Nariz x Nariz - Olfato
Focinhos de bolso por apenas 1 dólar
Imagine-se tirando do bolso um aparelho do tamanho de uma pilha antes de provar um vinho ou na hora de comprar pó de café no supermercado. Pois é esse o plano de um animado grupo de cientistas do Instituto de Tecnologia da Califórnia, o Caltech, nos Estados Unidos: criar pequenos narizes eletrônicos que você poderia levar para qualquer canto. "E nem custariam caro", adianta o chefe do time de pesquisadores, o químico americano Nathan Lewis. "Calculo que esses dispositivos poderiam ser produzidos por apenas 1 dólar."
Por enquanto, essas engenhocas só existem no papel. De concreto mesmo, quem visitar o laboratório de Lewis no Caltech vai encontrar algo que uma dona de casa poderia confundir com um aspirador de pó ligado a uma maçaroca de fios. Trata-se, porém, do mais eficaz protótipo de máquina farejadora que já foi feito.
Em 1993 Lewis teve a idéia de ensinar computadores a sentir aromas. "Dos nossos cinco sentidos, três a gente conhece o bastante para reproduzi-los artificialmente", diz o químico. Existem sensores de pressão que dão tato aos robôs. Também existem dispositivos que transformam o som em sinais elétricos, reproduzindo a função do ouvido. E algumas câmeras são tão sofisticadas que podem ser chamadas de olhos eletrônicos. Com o olfato e, conseqüentemente, com o paladar, que depende também do cheiro da comida, as coisas se complicam e Lewis explica um dos porquês: "O que se parece com um único odor pode ser a mistura de centenas deles."

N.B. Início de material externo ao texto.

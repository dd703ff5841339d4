//! Configuration loading and management for manus.
//!
//! Loads settings from `manus.toml` with environment variable overrides for sensitive data.

use serde::{Deserialize, Serialize};
use std::path::PathBuf;
use thiserror::Error;

#[derive(Error, Debug)]
pub enum ConfigError {
    #[error("failed to read config file: {0}")]
    ReadError(#[from] std::io::Error),
    #[error("failed to parse config: {0}")]
    ParseError(#[from] toml::de::Error),
    #[error("missing required API key for provider: {0}")]
    MissingApiKey(String),
}

/// LLM provider configuration
#[derive(Debug, Clone, Serialize, Deserialize)]
pub struct AgentConfig {
    /// LLM provider: "gemini" or "openai"
    pub provider: String,
    /// Model identifier (e.g., "gemini-2.0-flash")
    pub model: String,
    /// System persona for the agent
    pub persona: String,
}

/// API keys configuration (loaded from environment)
#[derive(Debug, Clone, Serialize, Deserialize, Default)]
pub struct ApiConfig {
    #[serde(default)]
    pub gemini_key: Option<String>,
    #[serde(default)]
    pub openai_key: Option<String>,
}

/// Default script-generation parameters, substituted into the prompt.
///
/// Each can be overridden per invocation from the CLI.
#[derive(Debug, Clone, Serialize, Deserialize)]
pub struct GenerationConfig {
    /// Overall emotional register, e.g. "Educational" or "Humorous"
    pub mood: String,
    /// Presentation style, e.g. "Conversational" or "Tutorial"
    pub tone: String,
    /// Who the video is for
    pub audience: String,
    /// Expected video length, e.g. "Short (5-10 mins)"
    pub length: String,
}

/// Root configuration structure
#[derive(Debug, Clone, Serialize, Deserialize, Default)]
pub struct Config {
    #[serde(default)]
    pub agent: AgentConfig,
    #[serde(default)]
    pub api: ApiConfig,
    #[serde(default)]
    pub generation: GenerationConfig,
}

impl Config {
    /// Load configuration from the default location (manus.toml in cwd or home).
    ///
    /// A missing file is not an error: defaults apply, and the API key can
    /// come entirely from the environment.
    pub fn load() -> Result<Self, ConfigError> {
        match Self::find_config_file() {
            Some(config_path) => Self::load_from(&config_path),
            None => {
                let mut config = Config::default();
                config.apply_env_overrides();
                Ok(config)
            }
        }
    }

    /// Load configuration from a specific path
    pub fn load_from(path: &PathBuf) -> Result<Self, ConfigError> {
        let content = std::fs::read_to_string(path)?;
        let mut config: Config = toml::from_str(&content)?;
        config.apply_env_overrides();
        Ok(config)
    }

    /// Override API keys from environment variables
    fn apply_env_overrides(&mut self) {
        if let Ok(key) = std::env::var("GEMINI_API_KEY") {
            self.api.gemini_key = Some(key);
        }
        if let Ok(key) = std::env::var("OPENAI_API_KEY") {
            self.api.openai_key = Some(key);
        }
    }

    /// Find the config file in standard locations
    fn find_config_file() -> Option<PathBuf> {
        // Check current directory first
        let local_config = PathBuf::from("manus.toml");
        if local_config.exists() {
            return Some(local_config);
        }

        // Check home directory
        if let Some(home) = dirs::home_dir() {
            let home_config = home.join(".config").join("manus").join("manus.toml");
            if home_config.exists() {
                return Some(home_config);
            }
        }

        None
    }

    /// Get the API key for the configured provider
    pub fn api_key(&self) -> Result<&str, ConfigError> {
        match self.agent.provider.as_str() {
            "gemini" => self
                .api
                .gemini_key
                .as_deref()
                .ok_or_else(|| ConfigError::MissingApiKey("gemini".to_string())),
            "openai" => self
                .api
                .openai_key
                .as_deref()
                .ok_or_else(|| ConfigError::MissingApiKey("openai".to_string())),
            other => Err(ConfigError::MissingApiKey(other.to_string())),
        }
    }
}

impl Default for AgentConfig {
    fn default() -> Self {
        Self {
            provider: "gemini".to_string(),
            model: "gemini-2.0-flash".to_string(),
            persona: "You are a helpful YouTube content assistant.".to_string(),
        }
    }
}

impl Default for GenerationConfig {
    fn default() -> Self {
        Self {
            mood: "Educational".to_string(),
            tone: "Conversational".to_string(),
            audience: "General Public".to_string(),
            length: "Short (5-10 mins)".to_string(),
        }
    }
}

#[cfg(test)]
mod tests {
    use super::*;
    use std::io::Write;

    #[test]
    fn defaults_are_usable() {
        let config = Config::default();
        assert_eq!(config.agent.provider, "gemini");
        assert_eq!(config.agent.model, "gemini-2.0-flash");
        assert!(!config.generation.mood.is_empty());
    }

    #[test]
    fn load_from_parses_toml() {
        let mut file = tempfile::NamedTempFile::new().unwrap();
        writeln!(
            file,
            r#"
[agent]
provider = "gemini"
model = "gemini-2.5-pro"
persona = "You write scripts for a science channel."

[generation]
mood = "Energetic"
tone = "Storytelling"
audience = "Beginners"
length = "Medium (10-20 mins)"
"#
        )
        .unwrap();

        let config = Config::load_from(&file.path().to_path_buf()).unwrap();
        assert_eq!(config.agent.model, "gemini-2.5-pro");
        assert_eq!(config.generation.mood, "Energetic");
        assert_eq!(config.generation.audience, "Beginners");
    }

    #[test]
    fn partial_file_falls_back_to_defaults() {
        let mut file = tempfile::NamedTempFile::new().unwrap();
        writeln!(file, "[generation]\nmood = \"Humorous\"").unwrap();

        let config = Config::load_from(&file.path().to_path_buf()).unwrap();
        assert_eq!(config.generation.mood, "Humorous");
        // Untouched sections keep their defaults
        assert_eq!(config.agent.provider, "gemini");
        assert_eq!(config.generation.tone, "Conversational");
    }

    #[test]
    fn missing_key_names_the_provider() {
        let config = Config::default();
        // Only meaningful when the environment has no key set
        if std::env::var("GEMINI_API_KEY").is_err() {
            let err = config.api_key().unwrap_err();
            assert!(err.to_string().contains("gemini"));
        }
    }

    #[test]
    fn unknown_provider_is_rejected() {
        let config = Config {
            agent: AgentConfig {
                provider: "llama-at-home".to_string(),
                ..AgentConfig::default()
            },
            ..Config::default()
        };
        let err = config.api_key().unwrap_err();
        assert!(matches!(err, ConfigError::MissingApiKey(_)));
    }
}
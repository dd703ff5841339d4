//! TUI module using ratatui.
//!
//! A single-screen form: one topic input, Enter submits, the generated
//! script replaces the form content in place. One request in flight at a
//! time; the screen shows a waiting frame while the model call blocks.

use crate::agent;
use crate::config::Config;
use crate::render;
use crate::script::VideoScript;
use crossterm::event::{self, Event, KeyCode, KeyEvent, KeyEventKind};
use ratatui::{
    layout::{Constraint, Layout, Rect},
    style::{Color, Style, Stylize},
    text::{Line, Span},
    widgets::{Block, Borders, Paragraph, Wrap},
    Frame,
};

/// Single-line text input with cursor editing
#[derive(Debug, Default)]
struct TopicInput {
    value: String,
    cursor: usize,
}

impl TopicInput {
    fn handle_key(&mut self, key: KeyEvent) {
        match key.code {
            KeyCode::Char(c) => {
                self.value.insert(self.cursor, c);
                self.cursor += c.len_utf8();
            }
            KeyCode::Backspace => {
                if let Some((idx, _)) = self.value[..self.cursor].char_indices().next_back() {
                    self.value.remove(idx);
                    self.cursor = idx;
                }
            }
            KeyCode::Delete => {
                if self.cursor < self.value.len() {
                    self.value.remove(self.cursor);
                }
            }
            KeyCode::Left => {
                if let Some((idx, _)) = self.value[..self.cursor].char_indices().next_back() {
                    self.cursor = idx;
                }
            }
            KeyCode::Right => {
                if let Some(c) = self.value[self.cursor..].chars().next() {
                    self.cursor += c.len_utf8();
                }
            }
            KeyCode::Home => self.cursor = 0,
            KeyCode::End => self.cursor = self.value.len(),
            _ => {}
        }
    }

    fn topic(&self) -> &str {
        self.value.trim()
    }

    fn clear(&mut self) {
        self.value.clear();
        self.cursor = 0;
    }
}

enum Screen {
    Input,
    Generating { topic: String },
    Done { script: VideoScript, text: String },
    Failed(String),
}

struct App {
    input: TopicInput,
    screen: Screen,
    scroll: u16,
    notice: Option<String>,
}

enum Action {
    Continue,
    Quit,
}

impl App {
    fn new(config: &Config) -> Self {
        // Surface a missing credential on the form itself, like the
        // original startup check, but still let the user type
        let notice = config
            .api_key()
            .err()
            .map(|e| format!("⚠ {e} (set GEMINI_API_KEY)"));
        Self {
            input: TopicInput::default(),
            screen: Screen::Input,
            scroll: 0,
            notice,
        }
    }

    fn handle_key(&mut self, key: KeyEvent) -> Action {
        match &self.screen {
            Screen::Input => match key.code {
                KeyCode::Esc => return Action::Quit,
                KeyCode::Enter => {
                    let topic = self.input.topic().to_string();
                    if topic.is_empty() {
                        self.notice = Some("⚠ Enter a topic first".to_string());
                    } else {
                        self.notice = None;
                        self.screen = Screen::Generating { topic };
                    }
                }
                _ => self.input.handle_key(key),
            },
            Screen::Generating { .. } => {}
            Screen::Done { .. } | Screen::Failed(_) => match key.code {
                KeyCode::Esc | KeyCode::Char('q') => return Action::Quit,
                KeyCode::Char('n') => {
                    self.input.clear();
                    self.scroll = 0;
                    self.screen = Screen::Input;
                }
                KeyCode::Up => self.scroll = self.scroll.saturating_sub(1),
                KeyCode::Down => self.scroll = self.scroll.saturating_add(1),
                KeyCode::PageUp => self.scroll = self.scroll.saturating_sub(10),
                KeyCode::PageDown => self.scroll = self.scroll.saturating_add(10),
                _ => {}
            },
        }
        Action::Continue
    }

    fn render(&self, f: &mut Frame) {
        let areas = Layout::vertical([
            Constraint::Length(3),
            Constraint::Length(3),
            Constraint::Min(0),
            Constraint::Length(1),
        ])
        .split(f.area());

        self.render_banner(f, areas[0]);
        self.render_input(f, areas[1]);
        self.render_body(f, areas[2]);
        self.render_status(f, areas[3]);
    }

    fn render_banner(&self, f: &mut Frame, area: Rect) {
        let banner = Paragraph::new("🎬 manus — YouTube script writer")
            .style(Style::default().bold())
            .block(Block::default().borders(Borders::ALL));
        f.render_widget(banner, area);
    }

    fn render_input(&self, f: &mut Frame, area: Rect) {
        let focused = matches!(self.screen, Screen::Input);
        let block = Block::default()
            .borders(Borders::ALL)
            .title("Topic")
            .border_style(if focused {
                Style::default().fg(Color::Yellow)
            } else {
                Style::default().fg(Color::Gray)
            });

        let line = if self.input.value.is_empty() && !focused {
            Line::from(Span::styled(
                "e.g. 'The history of the internet in 5 minutes'",
                Style::default().fg(Color::DarkGray),
            ))
        } else if focused {
            let (before, after) = self.input.value.split_at(self.input.cursor);
            Line::from(vec![
                Span::raw(before),
                Span::styled("│", Style::default().fg(Color::Yellow)),
                Span::raw(after),
            ])
        } else {
            Line::from(Span::raw(self.input.value.as_str()))
        };

        f.render_widget(Paragraph::new(line).block(block), area);
    }

    fn render_body(&self, f: &mut Frame, area: Rect) {
        let block = Block::default().borders(Borders::ALL).title("Script");
        let paragraph = match &self.screen {
            Screen::Input => Paragraph::new(Line::from(Span::styled(
                "Type a topic and press Enter to generate a script.",
                Style::default().fg(Color::DarkGray),
            ))),
            Screen::Generating { topic } => {
                Paragraph::new(format!("⏳ Generating script for '{topic}'..."))
            }
            Screen::Done { text, .. } => Paragraph::new(text.as_str())
                .wrap(Wrap { trim: false })
                .scroll((self.scroll, 0)),
            Screen::Failed(message) => Paragraph::new(format!("❌ {message}"))
                .style(Style::default().fg(Color::Red))
                .wrap(Wrap { trim: false }),
        };
        f.render_widget(paragraph.block(block), area);
    }

    fn render_status(&self, f: &mut Frame, area: Rect) {
        let status = if let Some(notice) = &self.notice {
            Line::from(Span::styled(
                notice.as_str(),
                Style::default().fg(Color::Yellow),
            ))
        } else {
            let hint = match &self.screen {
                Screen::Input => "Enter: generate  Esc: quit".to_string(),
                Screen::Generating { .. } => "waiting for the model...".to_string(),
                Screen::Done { script, .. } => format!(
                    "{} points · {}  |  ↑/↓: scroll  n: new topic  q: quit",
                    script.point_count(),
                    script.estimated_duration
                ),
                Screen::Failed(_) => "n: try again  q: quit".to_string(),
            };
            Line::from(Span::styled(hint, Style::default().fg(Color::DarkGray)))
        };
        f.render_widget(Paragraph::new(status), area);
    }
}

/// Run the interactive form until the user quits
pub async fn run() -> anyhow::Result<()> {
    let config = Config::load()?;
    let mut terminal = ratatui::init();
    let result = run_app(&mut terminal, &config).await;
    ratatui::restore();
    result
}

async fn run_app(terminal: &mut ratatui::DefaultTerminal, config: &Config) -> anyhow::Result<()> {
    let mut app = App::new(config);

    loop {
        terminal.draw(|f| app.render(f))?;

        // The request blocks here; the waiting frame is already on screen
        if let Screen::Generating { topic } = &app.screen {
            let topic = topic.clone();
            app.screen = match agent::generate(&topic, config).await {
                Ok(script) => {
                    let text = render::script_to_text(&script);
                    Screen::Done { script, text }
                }
                Err(e) => Screen::Failed(e.to_string()),
            };
            continue;
        }

        if let Event::Key(key) = event::read()? {
            if key.kind != KeyEventKind::Press {
                continue;
            }
            if let Action::Quit = app.handle_key(key) {
                return Ok(());
            }
        }
    }
}

#[cfg(test)]
mod tests {
    use super::*;
    use crossterm::event::{KeyEvent, KeyModifiers};

    fn press(code: KeyCode) -> KeyEvent {
        KeyEvent::new(code, KeyModifiers::NONE)
    }

    fn type_text(app: &mut App, text: &str) {
        for c in text.chars() {
            app.handle_key(press(KeyCode::Char(c)));
        }
    }

    #[test]
    fn empty_topic_is_rejected_before_submit() {
        let mut app = App::new(&Config::default());
        type_text(&mut app, "   ");
        app.handle_key(press(KeyCode::Enter));
        assert!(matches!(app.screen, Screen::Input));
        assert!(app.notice.as_deref().unwrap_or("").contains("topic"));
    }

    #[test]
    fn submit_moves_to_generating_with_trimmed_topic() {
        let mut app = App::new(&Config::default());
        app.notice = None;
        type_text(&mut app, "  rust in 5 minutes ");
        app.handle_key(press(KeyCode::Enter));
        match &app.screen {
            Screen::Generating { topic } => assert_eq!(topic, "rust in 5 minutes"),
            _ => panic!("expected generating screen"),
        }
    }

    #[test]
    fn input_editing_follows_the_cursor() {
        let mut app = App::new(&Config::default());
        type_text(&mut app, "rst");
        app.handle_key(press(KeyCode::Left));
        app.handle_key(press(KeyCode::Left));
        app.handle_key(press(KeyCode::Char('u')));
        assert_eq!(app.input.value, "rust");
        app.handle_key(press(KeyCode::Backspace));
        assert_eq!(app.input.value, "rst");
    }

    #[test]
    fn new_topic_resets_the_form() {
        let mut app = App::new(&Config::default());
        app.screen = Screen::Failed("boom".to_string());
        app.handle_key(press(KeyCode::Char('n')));
        assert!(matches!(app.screen, Screen::Input));
        assert!(app.input.value.is_empty());
    }
}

O aroma da cerveja é a soma de vapores de 700 substâncias. "Se eu tivesse que desenvolver 700 sensores para captar cada um deles, estaria perdido", constata Lewis. A grande sacada do pessoal do Caltech foi nem gastar tempo com esse tipo de tentativa. Os cientistas apostaram que os receptores de um mamífero seriam genéricos, sem especialização neste ou naquele cheiro.
Uma prova disso é que cachorros provavelmente não nascem com receptores especializados em cocaína e, no entanto, podem ser treinados para farejar a droga. "Na verdade, seu cérebro aprende a reconhecer um novo padrão de sinais elétricos equivalente ao cheiro de cocaína", explica Lewis. Acreditando nisso, sua equipe conseguiu imitar a natureza (veja como funciona seu dispositivo no infográfico abaixo). O aparelho que ela inventou já sabe apontar quando está farejando cerveja, vinho ou licor, percebendo a diferença pela variação de intensidade do odor de álcool.
A máquina sente aromas imperceptíveis
Embora ainda não consiga diferenciar um Chanel nº 5 de um bafo de onça, é possível que o faro eletrônico possa no futuro registrar a presença de moléculas que o olfato humano ignora. Esse, aliás, é o próximo passo da pesquisa dos americanos que têm, entre seus patrocinadores, a Nasa. Ela pretende espalhar esses farejadores na estação espacial Alfa até o final deste ano. Os dispositivos irão disparar um alarme ao captar qualquer cheiro estranho, que eventualmente poderia ser de gases perigosos e inodoros para o homem. Apontada, a área do futum imperceptível vai ser isolada.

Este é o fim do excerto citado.